We also have to talk about judgment. It’s a very human reflex to critique ourselves and everyone around us, often comparing our internal struggles to everyone else's highlight reels. But we usually judge others based on our own narrow set of rules. When we learn to be kinder to ourselves, we naturally become less critical of others. The goal isn't to never have a judgmental thought again that's impossible but to notice it when it happens and simply let it go.
This leads right into the cycle of comparison. We’ve all heard that the grass is greener on the other side, but the truth is, the grass is only green where you actually water it. Instead of wasting your energy looking over the fence at what everyone else is doing, put that effort back into your own life. Focus on your own growth and your own "lawn." Your progress isn't tied to someone else's timeline.
One of the most important things you can do for your mental health is to stop bottling up your emotions. We often compartmentalize our feelings because we don't have the energy to deal with them, but unexpressed emotions are like a slow leak eventually, they’re going to cause a mess. Talk to a friend, see a professional, or just grab a notebook and start writing. Getting those feelings out of your head and into the world helps you process them so they don't explode later.
While we're on the subject of peace, try to stop taking small things personally. Not every short-tempered email or ignored text is about you. People are often dealing with their own stress, bad moods, or exhaustion. I remember being so sensitive to this early in my career, thinking every rude interaction was a critique of my work. It wasn't. Most of the time, it’s just someone else having a bad day. Don't let their energy dictate yours.

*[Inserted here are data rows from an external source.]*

use anyhow::Result;
use serde_json::json;

use allocseq::config::Config;
use allocseq::logging::{self, log, obj, v_str, Domain, Level};
use allocseq::render;
use allocseq::session::AllocationSession;

fn main() -> Result<()> {
    let cfg = Config::from_env()?;
    log(
        Level::Info,
        Domain::System,
        "startup",
        obj(&[
            ("run", v_str(logging::run_id())),
            ("config", json!(cfg)),
        ]),
    );

    let mut session = AllocationSession::new(&cfg);
    for _ in 0..cfg.generations.max(1) {
        session.regenerate()?;
    }

    if let Some(generation) = session.current() {
        let report = render::generation_report(generation, cfg.grid_columns, cfg.policy);
        println!("{}", report);
    }
    if cfg.history_json {
        println!("{}", session.history().to_json()?);
    } else {
        println!("=== History (newest first, capacity {}) ===", session.history().capacity());
        print!("{}", render::history_table(session.history()));
    }

    logging::log_session_summary(
        session.history().current_generation_id(),
        session.history().len(),
        session.sequence_length(),
        session.seed(),
    );
    Ok(())
}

We also have to break up with perfectionism. It’s an all-or-nothing trap that convinces you that if it isn't flawless, it's a failure. That mindset is the ultimate creativity killer. Things will go wrong, plans will change, and that’s okay. Acceptance is much more productive than trying to force everything to be "perfect."
Finally, we have to be honest about the toxic relationships and unhealthy habits we’ve been clinging to. Walking away from people who drain you is an act of self-preservation, not a failure. And when it comes to habits, don't try to change your whole life in a single weekend. Pick one thing that bothers you most and make a sustainable plan for it.
If you can let go of the fear of failure and realize that every mistake is just a data point for your next attempt, you’ve already won. Growth is messy, but as long as you keep showing up and tending to your own "nest," you're making more progress than you realize.